It is well established that motor vehicles carrying multiple passengers reduces fuel consumption, highway congestion, pollution, and the like. Highway authorities provide incentives for high occupancy vehicles which include allowing such vehicles to travel in restricted traffic lanes. Penalties are imposed on drivers of vehicles travelling with less than a defined number of occupants (e.g., less than 2). Efforts have been directed towards image capture systems and methods to effectuate HOV lane enforcement. Manual enforcement of HOV/HOT lanes by law enforcement can be difficult and potentially hazardous. Pulling violating motorists over to issue tickets tends to disrupt traffic and can become a safety hazard for both the officer and the vehicle's occupants. Consequently, occupancy detection systems which automatically detect the number of human occupants in a motor vehicle are desirable. Development is ongoing as methods are needed to analyze images captured of moving motor vehicles to determine the number of occupants in that vehicle.

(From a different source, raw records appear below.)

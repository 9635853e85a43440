//! Postgres sink adapter. Also the wire layer for Redshift, which speaks
//! the Postgres protocol.

use std::collections::BTreeSet;

use async_trait::async_trait;
use tokio::sync::Mutex;
use tokio_postgres::NoTls;
use tracing::{debug, warn};

use ingest::error::{ErrorKind, IngestResult};
use ingest::ingest_error;
use ingest::schema::DataType;
use ingest::sink::SinkAdapter;
use ingest::table::{SqlColumn, Table};
use ingest::types::Event;
use ingest_config::DataSourceConfig;

use crate::values::{SqlValue, row_values};

/// Postgres wire parameter cap; bulk statements are split to stay under it.
pub const PARAMETER_LIMIT: usize = 65_535;

const TABLE_SCHEMA_QUERY: &str = "SELECT column_name, data_type \
     FROM information_schema.columns \
     WHERE table_schema = $1 AND table_name = $2";

const PRIMARY_KEY_QUERY: &str = "SELECT a.attname \
     FROM pg_index i \
     JOIN pg_class c ON c.oid = i.indrelid \
     JOIN pg_namespace n ON n.oid = c.relnamespace \
     JOIN pg_attribute a ON a.attrelid = c.oid AND a.attnum = ANY(i.indkey) \
     WHERE n.nspname = $1 AND c.relname = $2 AND i.indisprimary";

/// Postgres SQL types per logical type.
pub fn sql_type(data_type: DataType) -> &'static str {
    match data_type {
        DataType::String | DataType::Unknown => "text",
        DataType::Int64 => "bigint",
        DataType::Float64 => "double precision",
        DataType::Timestamp => "timestamp",
        DataType::Bool => "boolean",
    }
}

/// Adapter over one Postgres connection.
///
/// All values are bound as text parameters and cast server-side per column
/// (`$n::text::bigint`), so the explicit cast hints from the mapping stage
/// and the widened column types coerce uniformly.
pub struct PostgresAdapter {
    client: Mutex<tokio_postgres::Client>,
    schema: String,
    sink_type: &'static str,
}

impl PostgresAdapter {
    /// Connects and ensures the target db schema exists.
    pub async fn connect(config: &DataSourceConfig, sink_type: &'static str) -> IngestResult<Self> {
        config
            .validate()
            .map_err(|err| ingest_error!(ErrorKind::ValidationFailed, "Invalid datasource config", err))?;

        let schema = config.schema.clone().unwrap_or_else(|| "public".to_owned());
        let port = config.port.unwrap_or(5432);

        let mut pg_config = tokio_postgres::Config::new();
        pg_config
            .host(&config.host)
            .port(port)
            .dbname(&config.db)
            .user(&config.username)
            .password(config.password());
        for (key, value) in &config.parameters {
            if key.as_str() == "connect_timeout"
                && let Ok(secs) = value.parse()
            {
                pg_config.connect_timeout(std::time::Duration::from_secs(secs));
            }
        }

        let (client, connection) = pg_config.connect(NoTls).await.map_err(|err| {
            ingest_error!(
                ErrorKind::ConnectionFailed,
                "Failed to connect to Postgres",
                format!("{}:{port}/{}", config.host, config.db)
            )
            .with_source(err)
        })?;

        tokio::spawn(async move {
            if let Err(err) = connection.await {
                warn!(error = %err, "postgres connection terminated");
            }
        });

        let adapter = Self {
            client: Mutex::new(client),
            schema,
            sink_type,
        };
        adapter.create_db_schema().await?;

        Ok(adapter)
    }

    /// Issues `CREATE SCHEMA IF NOT EXISTS`.
    pub async fn create_db_schema(&self) -> IngestResult<()> {
        let statement = format!("CREATE SCHEMA IF NOT EXISTS {}", quote(&self.schema));
        self.execute_ddl(&statement).await
    }

    /// Executes one statement outside a transaction. Used by the Redshift
    /// wrapper for COPY and DELETE statements.
    pub(crate) async fn execute_statement(
        &self,
        statement: &str,
        params: &[Option<String>],
    ) -> IngestResult<()> {
        let refs: Vec<&(dyn tokio_postgres::types::ToSql + Sync)> = params
            .iter()
            .map(|value| value as &(dyn tokio_postgres::types::ToSql + Sync))
            .collect();

        let client = self.client.lock().await;
        client
            .execute(statement, &refs)
            .await
            .map(|_| ())
            .map_err(|err| {
                ingest_error!(ErrorKind::QueryFailed, "Statement failed").with_source(err)
            })
    }

    /// Fully qualified, quoted table name.
    pub(crate) fn qualified_name(&self, table_name: &str) -> String {
        self.qualified(table_name)
    }

    /// Parameterized multi-row write, exposed for the Redshift wrapper.
    pub(crate) async fn write_rows_tx(
        &self,
        table: &Table,
        rows: &[Event],
        merge: bool,
    ) -> IngestResult<()> {
        self.write_rows(table, rows, merge).await
    }

    async fn execute_ddl(&self, statement: &str) -> IngestResult<()> {
        debug!(sink = self.sink_type, ddl = statement, "executing DDL");
        let client = self.client.lock().await;
        client
            .batch_execute(statement)
            .await
            .map_err(|err| ingest_error!(ErrorKind::DdlFailed, "DDL failed", statement).with_source(err))
    }

    fn qualified(&self, table_name: &str) -> String {
        format!("{}.{}", quote(&self.schema), quote(table_name))
    }

    fn insert_statement<'t>(
        &self,
        table: &'t Table,
        row_count: usize,
    ) -> (String, Vec<(&'t String, &'t SqlColumn)>) {
        let columns: Vec<(&String, &SqlColumn)> = table.columns.iter().collect();

        let column_list = columns
            .iter()
            .map(|(name, _)| quote(name))
            .collect::<Vec<_>>()
            .join(", ");

        let mut tuples = Vec::with_capacity(row_count);
        let mut param = 1;
        for _ in 0..row_count {
            let placeholders = columns
                .iter()
                .map(|(_, column)| {
                    let p = placeholder(param, &column.sql_type);
                    param += 1;
                    p
                })
                .collect::<Vec<_>>()
                .join(", ");
            tuples.push(format!("({placeholders})"));
        }

        let statement = format!(
            "INSERT INTO {} ({column_list}) VALUES {}",
            self.qualified(&table.name),
            tuples.join(", ")
        );

        (statement, columns)
    }

    fn merge_clause(table: &Table, columns: &[(&String, &SqlColumn)]) -> String {
        let updates = columns
            .iter()
            .map(|(name, _)| format!("{0} = excluded.{0}", quote(name)))
            .collect::<Vec<_>>()
            .join(", ");
        format!(
            " ON CONFLICT ON CONSTRAINT {} DO UPDATE SET {updates}",
            quote(&pk_constraint(&table.name))
        )
    }

    async fn write_rows(&self, table: &Table, rows: &[Event], merge: bool) -> IngestResult<()> {
        if rows.is_empty() || table.columns.is_empty() {
            return Ok(());
        }

        let per_row = table.columns.len();
        let rows_per_batch = (PARAMETER_LIMIT / per_row).max(1);

        let mut client = self.client.lock().await;
        let tx = client
            .transaction()
            .await
            .map_err(|err| ingest_error!(ErrorKind::QueryFailed, "Failed to open transaction").with_source(err))?;

        for chunk in rows.chunks(rows_per_batch) {
            let (mut statement, columns) = self.insert_statement(table, chunk.len());
            if merge {
                statement.push_str(&Self::merge_clause(table, &columns));
            }

            let rendered: Vec<Option<String>> = chunk
                .iter()
                .flat_map(|row| {
                    row_values(row, &columns)
                        .iter()
                        .map(SqlValue::render)
                        .collect::<Vec<_>>()
                })
                .collect();
            let params: Vec<&(dyn tokio_postgres::types::ToSql + Sync)> = rendered
                .iter()
                .map(|value| value as &(dyn tokio_postgres::types::ToSql + Sync))
                .collect();

            if let Err(err) = tx.execute(statement.as_str(), &params).await {
                // Transaction drops on return, rolling back every chunk.
                return Err(ingest_error!(
                    ErrorKind::QueryFailed,
                    "Bulk write failed",
                    format!("table {}, {} rows", table.name, chunk.len())
                )
                .with_source(err));
            }
        }

        tx.commit()
            .await
            .map_err(|err| ingest_error!(ErrorKind::QueryFailed, "Failed to commit transaction").with_source(err))
    }
}

#[async_trait]
impl SinkAdapter for PostgresAdapter {
    fn sink_type(&self) -> &'static str {
        self.sink_type
    }

    async fn test_connection(&self) -> IngestResult<()> {
        let client = self.client.lock().await;
        client
            .simple_query("SELECT 1")
            .await
            .map(|_| ())
            .map_err(|err| {
                ingest_error!(ErrorKind::ConnectionFailed, "Postgres connectivity check failed")
                    .with_source(err)
            })
    }

    async fn get_table_schema(&self, table_name: &str) -> IngestResult<Table> {
        let client = self.client.lock().await;

        let rows = client
            .query(TABLE_SCHEMA_QUERY, &[&self.schema, &table_name])
            .await
            .map_err(|err| {
                ingest_error!(ErrorKind::QueryFailed, "Failed to read table schema", table_name)
                    .with_source(err)
            })?;

        let mut table = Table::new(table_name);
        for row in rows {
            let column: String = row.get(0);
            let db_type: String = row.get(1);
            table.columns.insert(
                column,
                SqlColumn::new(db_type.clone(), data_type_from_db(&db_type)),
            );
        }

        if table.exists() {
            let pk_rows = client
                .query(PRIMARY_KEY_QUERY, &[&self.schema, &table_name])
                .await
                .map_err(|err| {
                    ingest_error!(ErrorKind::QueryFailed, "Failed to read primary key", table_name)
                        .with_source(err)
                })?;
            table.pk_fields = pk_rows
                .iter()
                .map(|row| row.get::<_, String>(0))
                .collect::<BTreeSet<String>>();
        }

        Ok(table)
    }

    async fn create_table(&self, table: &Table) -> IngestResult<()> {
        let columns = table
            .columns
            .iter()
            .map(|(name, column)| format!("{} {}", quote(name), column.sql_type))
            .collect::<Vec<_>>()
            .join(", ");

        self.execute_ddl(&format!(
            "CREATE TABLE {} ({columns})",
            self.qualified(&table.name)
        ))
        .await?;

        if table.has_pk() {
            self.execute_ddl(&add_pk_statement(&self.qualified(&table.name), table))
                .await?;
        }

        Ok(())
    }

    async fn patch_table_schema(&self, patch: &Table) -> IngestResult<()> {
        let qualified = self.qualified(&patch.name);

        for (name, column) in &patch.columns {
            self.execute_ddl(&format!(
                "ALTER TABLE {qualified} ADD COLUMN {} {}",
                quote(name),
                column.sql_type
            ))
            .await?;
        }

        if patch.delete_pk_fields {
            self.execute_ddl(&format!(
                "ALTER TABLE {qualified} DROP CONSTRAINT IF EXISTS {}",
                quote(&pk_constraint(&patch.name))
            ))
            .await?;
        }
        if patch.has_pk() {
            self.execute_ddl(&add_pk_statement(&qualified, patch)).await?;
        }

        Ok(())
    }

    async fn insert(&self, table: &Table, row: &Event) -> IngestResult<()> {
        let (statement, columns) = self.insert_statement(table, 1);
        let rendered: Vec<Option<String>> = row_values(row, &columns)
            .iter()
            .map(SqlValue::render)
            .collect();
        let params: Vec<&(dyn tokio_postgres::types::ToSql + Sync)> = rendered
            .iter()
            .map(|value| value as &(dyn tokio_postgres::types::ToSql + Sync))
            .collect();

        let client = self.client.lock().await;
        client
            .execute(statement.as_str(), &params)
            .await
            .map(|_| ())
            .map_err(|err| {
                ingest_error!(ErrorKind::QueryFailed, "Insert failed", table.name.clone())
                    .with_source(err)
            })
    }

    async fn bulk_insert(&self, table: &Table, rows: &[Event]) -> IngestResult<()> {
        self.write_rows(table, rows, false).await
    }

    async fn bulk_update(&self, table: &Table, rows: &[Event]) -> IngestResult<()> {
        self.write_rows(table, rows, true).await
    }

    async fn close(&self) -> IngestResult<()> {
        // Dropping the client ends the connection task.
        Ok(())
    }
}

fn quote(identifier: &str) -> String {
    format!("\"{}\"", identifier.replace('"', ""))
}

fn placeholder(index: usize, sql_type: &str) -> String {
    if sql_type.eq_ignore_ascii_case("text") {
        format!("${index}")
    } else {
        format!("${index}::text::{sql_type}")
    }
}

fn pk_constraint(table_name: &str) -> String {
    format!("{table_name}_pk")
}

fn add_pk_statement(qualified: &str, table: &Table) -> String {
    let fields = table
        .pk_fields
        .iter()
        .map(|field| quote(field))
        .collect::<Vec<_>>()
        .join(", ");
    format!(
        "ALTER TABLE {qualified} ADD CONSTRAINT {} PRIMARY KEY ({fields})",
        quote(&pk_constraint(&table.name))
    )
}

/// Maps a Postgres catalog type name back onto a logical type. Unknown
/// types stay untyped; diffing only cares about column presence.
fn data_type_from_db(db_type: &str) -> Option<DataType> {
    match db_type {
        "text" | "character varying" | "varchar" => Some(DataType::String),
        "bigint" | "integer" | "smallint" => Some(DataType::Int64),
        "double precision" | "numeric" | "real" => Some(DataType::Float64),
        "boolean" => Some(DataType::Bool),
        t if t.starts_with("timestamp") => Some(DataType::Timestamp),
        _ => None,
    }
}

#[cfg(test)]
mod tests {
    use super::*;

    #[test]
    fn placeholders_cast_server_side() {
        assert_eq!(placeholder(1, "text"), "$1");
        assert_eq!(placeholder(2, "bigint"), "$2::text::bigint");
        assert_eq!(placeholder(3, "double precision"), "$3::text::double precision");
    }

    #[test]
    fn pk_statement_names_the_constraint() {
        let mut table = Table::new("events");
        table.pk_fields.insert("email".to_owned());
        let statement = add_pk_statement("\"public\".\"events\"", &table);
        assert_eq!(
            statement,
            "ALTER TABLE \"public\".\"events\" ADD CONSTRAINT \"events_pk\" PRIMARY KEY (\"email\")"
        );
    }

    #[test]
    fn db_types_map_back_to_logical_types() {
        assert_eq!(data_type_from_db("bigint"), Some(DataType::Int64));
        assert_eq!(
            data_type_from_db("timestamp without time zone"),
            Some(DataType::Timestamp)
        );
        assert_eq!(data_type_from_db("uuid"), None);
    }

    #[test]
    fn quoting_strips_embedded_quotes() {
        assert_eq!(quote("weird\"name"), "\"weirdname\"");
    }
}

To detect human occupants in the visible wavelength range, intrinsic properties, such as shape, color, and features such as, for example, head shape, eyes, etc., have been utilized. However, these properties are affected by extrinsic factors such as illumination spectrum, illumination variation, similarities of shape and texture, and the like. Active near-infrared (NIR) illumination has been applied to address those extrinsic effects but better performance is still desired in practical applications due to the similarity in reflectance of human skin and other materials, reflected light from windows, stray light from the environment, weather conditions, etc. Since NIR wavelengths are in the CCD range, cameras are available at relatively low cost. However, for imaging through windshields, NIR wavelengths are not very effective. Present single-band infrared cameras use 2D imaging in the NIR wavelength range with a CCD detector array. Whereas, many multiband infrared camera systems use the short wave infrared (SWIR) band by imaging on, for instance, an InGaAs detector array with multiple filters. These systems exploit the physical geometries and material properties at different optical wavelengths in the infrared band. However, such systems lack the ability to capture depth information for 3D image reconstruction. Acquiring a 3D image of a vehicle's occupants increases the accuracy of occupancy determination and thus overall system performance.
Accordingly, what is needed in this art are increasingly sophisticated systems and methods which combine a structured illumination source in the short wave infrared (SWIR) wavelength range with the detection capabilities of near infrared (NIR) devices to generate a 3D image of a motor vehicle traveling in a HOV/HOT lane for accurate determination of the number of occupants in that vehicle.